Menurut Suhajar saat membuka Rapat Kerja Penyaluran dan Pemanfaatan Dana Desa Dalam Menopang Ketahanan Ekonomi Sosial Masyarkat Tahun 2020 di   Tanjungpinang, Kepri, Selasa (25/2), hari ini kondisi perdagangan dunia tengah goyang dipicu kondisi negara raksasa ekonomi China yang semakin melemah.

Dia katakan, setidaknya ada tiga variabel yang sedikit banyak akan memperlambat pertumbuhan ekonomi di Indonesia.

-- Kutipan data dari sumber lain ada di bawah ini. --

use std::path::Path;

use crate::error::{CorpusError, Result};

/// Validation utilities for command-line and configuration input
#[derive(Debug, Copy, Clone)]
pub struct InputValidator;

impl InputValidator {
    /// Validate the directory raw dumps are read from
    pub fn validate_input_dir(path: &Path) -> Result<()> {
        Self::validate_path_string(path)?;
        if !path.is_dir() {
            return Err(CorpusError::MissingInputDir(path.to_path_buf()));
        }
        Ok(())
    }

    /// Validate a file name glob such as `tweets*.txt`
    pub fn validate_file_pattern(pattern: &str) -> Result<()> {
        if pattern.trim().is_empty() {
            return Err(CorpusError::InvalidInput("File pattern cannot be empty".to_string()));
        }
        if pattern.contains('/') || pattern.contains('\\') {
            return Err(CorpusError::InvalidInput(format!(
                "File pattern must not contain path separators: {pattern}"
            )));
        }
        glob::Pattern::new(pattern)?;
        Ok(())
    }

    /// Validate the corpus store path
    ///
    /// The store may not exist yet, but it must not be a directory.
    pub fn validate_corpus_path(path: &Path) -> Result<()> {
        Self::validate_path_string(path)?;
        if path.is_dir() {
            return Err(CorpusError::InvalidInput(format!(
                "Corpus path is a directory: {}",
                path.display()
            )));
        }
        Ok(())
    }

    /// Validate a dataset row limit
    pub fn validate_limit(limit: Option<usize>) -> Result<()> {
        if limit == Some(0) {
            return Err(CorpusError::InvalidInput("Row limit must be greater than 0".to_string()));
        }
        Ok(())
    }

    fn validate_path_string(path: &Path) -> Result<()> {
        let path_str = path.to_string_lossy();
        if path_str.trim().is_empty() {
            return Err(CorpusError::InvalidInput("Path cannot be empty".to_string()));
        }
        if path_str.contains('\0') {
            return Err(CorpusError::InvalidInput("Path contains a null byte".to_string()));
        }
        // Check path length
        if path_str.len() > 4096 {
            return Err(CorpusError::InvalidInput("Path too long (max 4096 characters)".to_string()));
        }
        Ok(())
    }
}
use std::path::PathBuf;

use config::{Config, Environment, File};
use serde::{Deserialize, Serialize};

use crate::builder::BuildOptions;
use crate::error::{CorpusError, Result};
use crate::segmenter::SegmenterOptions;

/// Application configuration structure
#[derive(Debug, Clone, Serialize, Deserialize)]
pub struct AppConfig {
    /// Where raw dumps are read from
    pub input: InputConfig,
    /// Where the corpus is appended
    pub corpus: CorpusConfig,
    /// Record filters beyond the emoji gate
    pub filter: FilterConfig,
    /// Logging setup
    pub logging: LoggingConfig,
}

/// Raw dump input settings
#[derive(Debug, Clone, Serialize, Deserialize)]
pub struct InputConfig {
    /// Directory holding the dated dump files
    pub directory: String,
    /// File name glob, `*` and `?` supported
    pub file_pattern: String,
    /// Keep the unterminated last record of each file
    pub emit_trailing_record: bool,
}

/// Corpus store settings
#[derive(Debug, Clone, Serialize, Deserialize)]
pub struct CorpusConfig {
    /// Path of the semicolon-delimited store
    pub path: String,
}

/// Optional record filters
#[derive(Debug, Clone, Serialize, Deserialize)]
pub struct FilterConfig {
    /// Drop records detected as another language
    pub require_english: bool,
}

/// Logging settings
#[derive(Debug, Clone, Serialize, Deserialize)]
pub struct LoggingConfig {
    /// Default filter directive when `RUST_LOG` is unset
    pub level: String,
    /// Optional rolling JSON log file
    pub file_path: Option<String>,
    /// Console format, "json" or "text"
    pub format: String,
}

impl Default for AppConfig {
    fn default() -> Self {
        Self {
            input: InputConfig {
                directory: "../streaming".to_string(),
                file_pattern: "tweets*.txt".to_string(),
                emit_trailing_record: false,
            },
            corpus: CorpusConfig {
                path: "corpus.csv".to_string(),
            },
            filter: FilterConfig {
                require_english: false,
            },
            logging: LoggingConfig {
                level: "info".to_string(),
                file_path: None,
                format: "text".to_string(),
            },
        }
    }
}

impl AppConfig {
    /// Load configuration from multiple sources with precedence
    ///
    /// Defaults, then `config/default.*`, `config/local.*` and
    /// `emotion-corpus.*` if present, then `EMOTION_CORPUS__SECTION__KEY`
    /// environment variables.
    pub fn load() -> Result<Self> {
        let config = Config::builder()
            // Start with default values
            .add_source(Config::try_from(&Self::default())?)
            // Add config files if they exist
            .add_source(File::with_name("config/default").required(false))
            .add_source(File::with_name("config/local").required(false))
            .add_source(File::with_name("emotion-corpus").required(false))
            // Add environment variables with prefix
            .add_source(
                Environment::with_prefix("EMOTION_CORPUS")
                    .prefix_separator("__")
                    .separator("__")
                    .try_parsing(true),
            )
            .build()?;

        let app_config: Self = config.try_deserialize()?;

        // Validate configuration
        app_config.validate()?;

        Ok(app_config)
    }

    /// Validate configuration values
    pub fn validate(&self) -> Result<()> {
        if self.input.directory.trim().is_empty() {
            return Err(CorpusError::InvalidConfig("input.directory must not be empty".to_string()));
        }
        if self.input.file_pattern.trim().is_empty() {
            return Err(CorpusError::InvalidConfig("input.file_pattern must not be empty".to_string()));
        }
        if self.input.file_pattern.contains('/') {
            return Err(CorpusError::InvalidConfig(format!(
                "input.file_pattern must be a file name pattern, got: {}",
                self.input.file_pattern
            )));
        }
        if self.corpus.path.trim().is_empty() {
            return Err(CorpusError::InvalidConfig("corpus.path must not be empty".to_string()));
        }

        // Validate logging config
        let valid_levels = ["trace", "debug", "info", "warn", "error"];
        if !valid_levels.contains(&self.logging.level.as_str()) {
            return Err(CorpusError::InvalidConfig(format!(
                "Invalid log level: {}. Must be one of: {:?}",
                self.logging.level, valid_levels
            )));
        }

        let valid_formats = ["text", "json"];
        if !valid_formats.contains(&self.logging.format.as_str()) {
            return Err(CorpusError::InvalidConfig(format!(
                "Invalid log format: {}. Must be one of: {:?}",
                self.logging.format, valid_formats
            )));
        }

        Ok(())
    }

    /// Pipeline options derived from this configuration
    #[must_use]
    pub const fn build_options(&self) -> BuildOptions {
        BuildOptions {
            segmenter: SegmenterOptions {
                emit_trailing: self.input.emit_trailing_record,
            },
            require_english: self.filter.require_english,
        }
    }

    /// Input directory as a path
    #[must_use]
    pub fn input_dir(&self) -> PathBuf {
        PathBuf::from(&self.input.directory)
    }

    /// Corpus store as a path
    #[must_use]
    pub fn corpus_path(&self) -> PathBuf {
        PathBuf::from(&self.corpus.path)
    }
}

#[cfg(test)]
mod tests {
    use super::*;

    #[test]
    fn test_default_config() {
        let config = AppConfig::default();
        assert_eq!(config.input.file_pattern, "tweets*.txt");
        assert_eq!(config.corpus.path, "corpus.csv");
        assert!(!config.input.emit_trailing_record);
    }

    #[test]
    fn test_config_validation() {
        assert!(AppConfig::default().validate().is_ok());
    }

    #[test]
    fn test_invalid_config() {
        let mut config = AppConfig::default();
        config.corpus.path = "  ".to_string();
        assert!(config.validate().is_err());
    }
}
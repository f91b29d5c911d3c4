//! Plain-text summary of a drained pool.

use std::fmt::Write;

use fairturn_api::TurnSnapshot;

use crate::pool::DrainReport;

/// Render the counters as an indexed two-column table:
///
/// ```text
///    UUID       Turns
/// 0  worker-0       3
/// 1  worker-1       3
/// ```
pub fn render_table(snapshot: &TurnSnapshot) -> String {
    let index_width = snapshot.len().saturating_sub(1).to_string().len();
    let id_width = snapshot
        .ids()
        .map(|id| id.as_str().len())
        .max()
        .unwrap_or(0)
        .max("UUID".len());
    let count_width = snapshot
        .iter()
        .map(|(_, count)| count.to_string().len())
        .max()
        .unwrap_or(0)
        .max("Turns".len());

    let mut out = String::new();
    let _ = writeln!(
        out,
        "{:index_width$}  {:<id_width$}  {:>count_width$}",
        "", "UUID", "Turns"
    );
    for (index, (id, count)) in snapshot.iter().enumerate() {
        let _ = writeln!(
            out,
            "{:<index_width$}  {:<id_width$}  {:>count_width$}",
            index,
            id.as_str(),
            count
        );
    }
    out
}

/// One-line outcome summary: turns granted, spread and faults.
pub fn summarize(report: &DrainReport) -> String {
    let faults = report.faults().count();
    format!(
        "{} actors, {} turns, spread {}, {} faulted",
        report.counts.len(),
        report.counts.total(),
        report.counts.spread(),
        faults
    )
}
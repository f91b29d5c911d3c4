use tracing::debug;

use crate::errors::TaskError;
use crate::types::ActorId;

/// What an actor knows while it holds a turn.
#[derive(Debug, Clone, Copy)]
pub struct TurnContext<'a> {
    /// Actor that was granted the turn
    pub id: &'a ActorId,
    /// This actor's turn count including the current turn
    pub turn: u64,
}

/// Unit of work run by an actor while it holds the exclusive turn.
///
/// `on_turn` runs outside the gate's lock but inside the turn, so no two
/// tasks of the same pool are ever in `on_turn` at once. Returning an error
/// ends the calling worker only.
pub trait TurnTask: Send + 'static {
    /// Called once on the worker thread before its first turn request.
    fn on_start(&mut self, _id: &ActorId) -> Result<(), TaskError> {
        Ok(())
    }

    /// The critical step.
    fn on_turn(&mut self, ctx: &TurnContext<'_>) -> Result<(), TaskError>;

    /// Called once on the worker thread after its loop ends, whatever the
    /// reason.
    fn on_stop(&mut self, _id: &ActorId) {}
}

impl<F> TurnTask for F
where
    F: FnMut(&TurnContext<'_>) -> Result<(), TaskError> + Send + 'static,
{
    fn on_turn(&mut self, ctx: &TurnContext<'_>) -> Result<(), TaskError> {
        self(ctx)
    }
}

/// Default task: flips a private on/off state every turn.
///
/// Stands in for driving an output such as a GPIO line; the state is never
/// shared with other actors and is only visible through logging.
#[derive(Debug, Default, Clone)]
pub struct ToggleTask {
    active: bool,
    toggles: u64,
}

impl ToggleTask {
    pub fn new() -> Self {
        Self::default()
    }

    pub fn is_active(&self) -> bool {
        self.active
    }

    pub fn toggles(&self) -> u64 {
        self.toggles
    }
}

impl TurnTask for ToggleTask {
    fn on_turn(&mut self, ctx: &TurnContext<'_>) -> Result<(), TaskError> {
        self.active = !self.active;
        self.toggles += 1;
        debug!(actor_id = %ctx.id, active = self.active, turn = ctx.turn, "Task state update");
        Ok(())
    }
}
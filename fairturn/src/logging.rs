//! Tracing setup for pools and the `fairturn` binary.
//!
//! One global subscriber per process, assembled from a console layer and an
//! optional plain-text file layer. `RUST_LOG` directives are applied on top
//! of the configured level, e.g. `RUST_LOG=fairturn::gate=debug`.
//!
//! ```rust
//! use fairturn::logging::{self, LogConfig, LogFormat};
//!
//! logging::init(LogConfig {
//!     format: LogFormat::Json,
//!     ..LogConfig::default()
//! });
//! ```
//!
//! Worker threads do not inherit a thread-local default, so the pool hands
//! each one the dispatcher returned by [`dispatch_for_thread`].

use std::fs::{File, OpenOptions};
use std::io;
use std::path::Path;
use std::sync::{Mutex, Once};

use tracing::Level;
use tracing_subscriber::{fmt, prelude::*, EnvFilter, Layer, Registry};

type BoxedLayer = Box<dyn Layer<Registry> + Send + Sync + 'static>;

static INSTALL: Once = Once::new();

#[derive(Debug, Clone, Copy, PartialEq, Eq)]
pub enum LogFormat {
    /// Human-readable lines, colored when stdout is a terminal.
    Pretty,
    /// One flattened JSON object per event.
    Json,
}

#[derive(Debug, Clone)]
pub struct LogConfig {
    pub level: Level,
    pub format: LogFormat,
    /// Attach `file:line` to every event.
    pub source_location: bool,
    /// Attach the worker thread name and id.
    pub thread_names: bool,
    pub timestamps: bool,
    /// Extra comma-separated directives, same syntax as `RUST_LOG`.
    pub directives: Option<String>,
}

impl Default for LogConfig {
    fn default() -> Self {
        Self {
            level: Level::INFO,
            format: LogFormat::Pretty,
            source_location: false,
            thread_names: true,
            timestamps: true,
            directives: None,
        }
    }
}

impl LogConfig {
    /// Debug for the crate and per-turn trace from the gate.
    pub fn development() -> Self {
        Self {
            level: Level::DEBUG,
            source_location: true,
            directives: Some("fairturn=debug,fairturn::gate=trace".to_string()),
            ..Self::default()
        }
    }

    pub fn production() -> Self {
        Self {
            format: LogFormat::Json,
            ..Self::default()
        }
    }

    /// Warnings and errors only, without timestamps or thread noise.
    pub fn test() -> Self {
        Self {
            level: Level::WARN,
            source_location: true,
            thread_names: false,
            timestamps: false,
            ..Self::default()
        }
    }

    fn filter(&self) -> EnvFilter {
        let mut filter = EnvFilter::from_default_env().add_directive(self.level.into());
        for raw in self.directives.iter().flat_map(|d| d.split(',')) {
            match raw.trim().parse() {
                Ok(directive) => filter = filter.add_directive(directive),
                Err(err) => eprintln!("fairturn: ignoring log directive {raw:?}: {err}"),
            }
        }
        filter
    }

    fn console_layer(&self) -> BoxedLayer {
        match self.format {
            LogFormat::Json => fmt::layer()
                .json()
                .flatten_event(true)
                .with_thread_names(self.thread_names)
                .boxed(),
            LogFormat::Pretty => {
                let layer = fmt::layer()
                    .with_ansi(atty::is(atty::Stream::Stdout))
                    .with_file(self.source_location)
                    .with_line_number(self.source_location)
                    .with_thread_names(self.thread_names)
                    .with_thread_ids(self.thread_names);
                if self.timestamps {
                    layer.boxed()
                } else {
                    layer.without_time().boxed()
                }
            }
        }
    }
}

fn install(filter: EnvFilter, layers: Vec<BoxedLayer>) {
    INSTALL.call_once(|| {
        let subscriber = tracing_subscriber::registry().with(layers).with(filter);
        if let Err(err) = tracing::subscriber::set_global_default(subscriber) {
            eprintln!("fairturn: a tracing subscriber is already installed: {err}");
        }
    });
}

/// Install the global subscriber. Later calls in the same process are
/// ignored.
pub fn init(config: LogConfig) {
    install(config.filter(), vec![config.console_layer()]);
}

/// Open `path` for appending, creating it when missing.
pub fn file_writer(path: impl AsRef<Path>) -> io::Result<File> {
    OpenOptions::new().create(true).append(true).open(path)
}

/// Like [`init`], and also append uncolored events to `path`.
///
/// Fails up front when the file cannot be opened.
pub fn init_with_file(config: LogConfig, path: impl AsRef<Path>) -> io::Result<()> {
    let file = file_writer(path)?;
    let file_layer = fmt::layer()
        .with_ansi(false)
        .with_thread_names(true)
        .with_writer(Mutex::new(file))
        .boxed();
    install(config.filter(), vec![config.console_layer(), file_layer]);
    Ok(())
}

pub fn init_default() {
    init(LogConfig::default());
}

pub fn init_development() {
    init(LogConfig::development());
}

pub fn init_production() {
    init(LogConfig::production());
}

pub fn init_test() {
    init(LogConfig::test());
}

/// Dispatcher to install on a freshly spawned worker thread.
pub fn dispatch_for_thread() -> tracing::Dispatch {
    tracing::dispatcher::get_default(tracing::Dispatch::clone)
}

/// Span covering one worker thread, keyed by actor id.
///
/// ```rust
/// let span = fairturn::worker_span!("7d0c3a");
/// let _entered = span.enter();
/// ```
#[macro_export]
macro_rules! worker_span {
    ($id:expr) => {
        tracing::info_span!("worker", actor_id = %$id)
    };
    ($id:expr, $($extra:tt)*) => {
        tracing::info_span!("worker", actor_id = %$id, $($extra)*)
    };
}

/// Worker came up, completed, retired.
#[macro_export]
macro_rules! log_lifecycle {
    ($id:expr, $event:literal) => {
        tracing::info!(actor_id = %$id, event = $event)
    };
    ($id:expr, $event:literal, $($extra:tt)*) => {
        tracing::info!(actor_id = %$id, event = $event, $($extra)*)
    };
}

/// Turn granted or released. Fires on every transition, hence debug.
#[macro_export]
macro_rules! log_turn {
    ($id:expr, $event:literal) => {
        tracing::debug!(actor_id = %$id, turn_event = $event)
    };
    ($id:expr, $event:literal, $($extra:tt)*) => {
        tracing::debug!(actor_id = %$id, turn_event = $event, $($extra)*)
    };
}

/// Controller phase changes: start, stop, drain.
#[macro_export]
macro_rules! log_pool {
    ($phase:literal, $status:literal) => {
        tracing::info!(phase = $phase, status = $status)
    };
    ($phase:literal, $status:literal, $($extra:tt)*) => {
        tracing::info!(phase = $phase, status = $status, $($extra)*)
    };
}

/// Error event with the error rendered through `Display`.
#[macro_export]
macro_rules! log_error {
    ($err:expr) => {
        tracing::error!(error = %$err)
    };
    ($err:expr, $($extra:tt)*) => {
        tracing::error!(error = %$err, $($extra)*)
    };
}
use fairturn_api::{ActorId, IdScheme, PoolState, TurnSnapshot};

#[cfg(test)]
mod tests {
    use super::*;

    #[test]
    fn test_id_scheme_from_json() {
        let uuid: IdScheme = serde_json::from_str(r#"{ "kind": "uuid" }"#).unwrap();
        assert_eq!(uuid, IdScheme::Uuid);

        let sequential: IdScheme =
            serde_json::from_str(r#"{ "kind": "sequential", "prefix": "job" }"#).unwrap();
        assert_eq!(sequential.generate(7), ActorId::from("job-7"));

        assert!(serde_json::from_str::<IdScheme>(r#"{ "kind": "lexical" }"#).is_err());
    }

    #[test]
    fn test_actor_id_serializes_as_plain_string() {
        let id = ActorId::from("worker-3");
        assert_eq!(serde_json::to_string(&id).unwrap(), r#""worker-3""#);
    }

    #[test]
    fn test_pool_state_terminality() {
        assert!(PoolState::Drained.is_terminal());
        assert!(PoolState::Failed.is_terminal());
        assert!(!PoolState::Running.is_terminal());
        assert_eq!(PoolState::Stopping.to_string(), "stopping");
    }

    #[test]
    fn test_snapshot_statistics() {
        let snapshot = TurnSnapshot::new(vec![
            (ActorId::from("a"), 4),
            (ActorId::from("b"), 3),
            (ActorId::from("c"), 4),
        ]);

        assert_eq!(snapshot.total(), 11);
        assert_eq!(snapshot.min(), Some(3));
        assert_eq!(snapshot.max(), Some(4));
        assert_eq!(snapshot.spread(), 1);
        assert_eq!(snapshot.get(&ActorId::from("missing")), 0);

        let json = serde_json::to_value(&snapshot).unwrap();
        assert!(json.is_object());
    }
}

Baca juga: Sesmenko Perekonomian: Dampak Virus Corona akan terasa mulai Maret ini

"Perang dagang antara China dan Amerika, pencabutan status Indonesia dari negara berkembang menjadi negara maju, serta dampak virus corona bagi dunia pariwisata Indonesia," kata Suhajar.

Khusus virus corona, kata Suhajar, menyebabkan industri pariwisata Indonesia menjadi sangat terpukul, karena kunjungan turis China yang sejauh ini sangat dominan, kini turun drastis setelah pemerintah mereka melarang warganya berkunjung ke luar negeri.

Baca juga: BI: Triwulan I ekonomi tumbuh di bawah 5 persen, terdampak Corona

Apalagi selama ini turis China cukup besar menyumbangkan devisa bagi Indonesia. Dalam beberapa bulan ini dapat dipastikan pendapatan di sektor pariwisata mengalami penurunan.

"Dampaknya sudah jelas, ekonomi kita beberapa bulan ini mulai terasa melambat," sebut Suhajar.

Baca juga: BI: Peningkatan kerja sama untuk pulihkan kondisi global

Maka itu, lanjut dia, Presiden Joko Widodo sudah mengarahkan empat hal tadi buat mengatasi perlambatan-perlambatan ekonomi global tersebut.

Pertama, kata dia, kementerian/lembaga diminta segera menggerakkan dana APBN 2020 yaitu, dengan melaksanakan segala kegiatan proyek pembangunan mulai Januari atau Februari.

"APBN itu adalah insentif untuk menggerakkan ekonomi Indonesia. Uang yang sudah ada harus segera direalisasikan guna menggairahkan ekonomi," ujarnya.

Kedua, Gubernur, Bupati dan Wali Kota di tiap-tiap daerah diimbau tidak mendeposito dana APBD di bank. Kepala Daerah diminta melakukan kontrol, paling lambat bulan Maret 2020 kegiatan-kegiatan yang didanai APBD sudah mulai berjalan.

Dia katakan, tahun ini dana APBD cukup besar, di mana di dalamnya ada Rp876 triliun dana transfer pusat untuk seluruh daerah di Indonesia.

"Kalau misalkan ditambah PAD semua daerah sekitar Rp300 triliun, maka ada sekitar Rp1.000 triliun dana yang beredar di seluruh daerah se-Indonesia," jelasnya.

Kemudian ketiga ialah memaksimalkan dana Bantuan Operasional Sekolah (BOS) yang mencapai Rp54 triliun pada tahun ini.

Keempat, sambung Suhajar, menggerakkan dana desa senilai Rp72 triliun untuk 74 ribu desa se-Indonesia di 2020 ini.

"Arahan Pak Jokowi, semua dana ini harus segera digerakkan buat memacu perekonomian daerah maupun nasional," tutur Suhajar.